• Musicians, chemists use sound to better

    From ScienceDaily@1:317/3 to All on Thu Feb 17 21:30:42 2022
    Musicians, chemists use sound to better understand science
    The use of sonification to understand the physical mechanisms of protein folding led to a new discovery about the ways a protein can fold.

    Date:
    February 17, 2022
    Source:
    University of Illinois at Urbana-Champaign, News Bureau
    Summary:
    A team of researchers from music, chemistry and computer science
    is using sound to better understand biochemical processes such as
    the physical mechanisms of protein folding.



    FULL STORY ========================================================================== Musicians are helping scientists analyze data, teach protein folding
    and make new discoveries through sound.

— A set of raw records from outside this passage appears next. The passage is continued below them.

//! Data Transfer Objects for the HTTP API.
//!
//! Result-shaped DTOs (load series, analysis bundles) live in the routes
//! module and are re-exported here; this file adds the request bodies and
//! query parameter types that exist only at the HTTP boundary.

use chrono::NaiveDate;
use serde::{Deserialize, Serialize};

// Re-export existing DTOs that are already serializable
pub use crate::api::{
    DailyLoad, PeakPeriod, VacationAnalysisData, VacationLoadData, WeeklyLoad,
};
pub use crate::models::{Country, PublicHoliday, Region, SchoolHoliday};

/// Health check response.
#[derive(Debug, Clone, Serialize, Deserialize)]
pub struct HealthResponse {
    /// Status of the service
    pub status: String,
    /// Version of the API
    pub version: String,
    /// Database connection status
    pub database: String,
}

/// Request body for login.
#[derive(Debug, Clone, Serialize, Deserialize)]
pub struct LoginRequest {
    pub username: String,
    pub password: String,
}

/// Response for a successful login.
#[derive(Debug, Clone, Serialize, Deserialize)]
pub struct LoginResponse {
    pub token: String,
    pub username: String,
    pub role: String,
}

/// Response for token validation.
#[derive(Debug, Clone, Serialize, Deserialize)]
pub struct ValidateResponse {
    pub valid: bool,
    #[serde(skip_serializing_if = "Option::is_none")]
    pub username: Option<String>,
    #[serde(skip_serializing_if = "Option::is_none")]
    pub role: Option<String>,
}

/// Query parameters for the vacation load endpoint.
#[derive(Debug, Clone, Serialize, Deserialize)]
pub struct VacationLoadQuery {
    #[serde(default = "default_country_code")]
    pub country_code: String,
    pub year: i32,
}

fn default_country_code() -> String {
    "DE".to_string()
}

/// Query parameters for the vacation analysis endpoint.
#[derive(Debug, Clone, Serialize, Deserialize)]
pub struct VacationAnalysisQuery {
    pub country: String,
    pub start_date: String,
    pub end_date: String,
    #[serde(default)]
    pub subdivision: Option<String>,
}

/// Query parameters for listing regions.
#[derive(Debug, Clone, Serialize, Deserialize, Default)]
pub struct RegionsQuery {
    #[serde(default)]
    pub country_code: Option<String>,
}

/// Query parameters for listing public holidays.
#[derive(Debug, Clone, Serialize, Deserialize)]
pub struct HolidaysQuery {
    pub country: String,
    pub year: i32,
}

/// Query parameters for listing school holidays. The filters are applied
/// with fixed precedence: (region, year), then (region, date range), then
/// (country, year), then no filter.
#[derive(Debug, Clone, Serialize, Deserialize, Default)]
pub struct SchoolHolidaysQuery {
    #[serde(default)]
    pub region_code: Option<String>,
    #[serde(default)]
    pub country_code: Option<String>,
    #[serde(default)]
    pub year: Option<i32>,
    #[serde(default)]
    pub start_date: Option<NaiveDate>,
    #[serde(default)]
    pub end_date: Option<NaiveDate>,
}

/// Query parameters for a single-country import.
#[derive(Debug, Clone, Serialize, Deserialize)]
pub struct ImportQuery {
    pub country: String,
    pub year: i32,
}

/// Query parameters for an all-countries import.
#[derive(Debug, Clone, Serialize, Deserialize)]
pub struct ImportAllQuery {
    pub year: i32,
}

/// Response for a single-country import.
#[derive(Debug, Clone, Serialize, Deserialize)]
pub struct ImportResponse {
    pub country: String,
    pub year: i32,
    pub imported: usize,
    pub holidays: Vec<PublicHoliday>,
}

/// Response for an all-countries import.
#[derive(Debug, Clone, Serialize, Deserialize)]
pub struct ImportAllResponse {
    pub year: i32,
    pub results: Vec<ImportCountResult>,
}

/// Imported record count for one country.
#[derive(Debug, Clone, Serialize, Deserialize)]
pub struct ImportCountResult {
    pub country: String,
    pub imported: usize,
}

/// Request body for creating a country.
#[derive(Debug, Clone, Serialize, Deserialize)]
pub struct CreateCountryRequest {
    pub code: String,
    pub name: String,
    #[serde(default)]
    pub population: Option<i64>,
}

/// Request body for updating a country or region.
#[derive(Debug, Clone, Serialize, Deserialize)]
pub struct UpdateNamedRequest {
    pub name: String,
    #[serde(default)]
    pub population: Option<i64>,
}

/// Request body for creating a region.
#[derive(Debug, Clone, Serialize, Deserialize)]
pub struct CreateRegionRequest {
    pub code: String,
    pub name: String,
    pub country_code: String,
    #[serde(default)]
    pub population: Option<i64>,
}

/// Request body for creating a public holiday.
#[derive(Debug, Clone, Serialize, Deserialize)]
pub struct CreateHolidayRequest {
    pub country_code: String,
    pub date: NaiveDate,
    pub local_name: String,
    pub english_name: String,
    #[serde(default)]
    pub global: bool,
    #[serde(default)]
    pub region_code: Option<String>,
    #[serde(default)]
    pub types: Option<String>,
}

/// Request body for creating a school holiday.
#[derive(Debug, Clone, Serialize, Deserialize)]
pub struct CreateSchoolHolidayRequest {
    pub name: String,
    pub region_code: String,
    pub start_date: NaiveDate,
    pub end_date: NaiveDate,
}

/// Query parameters for deleting school holidays by region and year.
#[derive(Debug, Clone, Serialize, Deserialize)]
pub struct DeleteSchoolHolidaysQuery {
    pub region_code: String,
    pub year: i32,
}

/// Response for bulk deletions.
#[derive(Debug, Clone, Serialize, Deserialize)]
pub struct DeleteResponse {
    pub deleted: usize,
}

    ==========================================================================
    A team of researchers at the University of Illinois Urbana-Champaign
    is using sonification -- the use of sound to convey information --
    to depict biochemical processes and better understand how they happen.

    Music professor and composer Stephen Andrew Taylor; chemistry professor
    and biophysicist Martin Gruebele; and Illinois music and computer
    science alumna, composer and software designer Carla Scaletti formed the Biophysics Sonification Group, which has been meeting weekly on Zoom
    since the beginning of the pandemic. The group has experimented with
    using sonification in Gruebele's research into the physical mechanisms
    of protein folding, and its work recently allowed Gruebele to make a
    new discovery about the ways a protein can fold.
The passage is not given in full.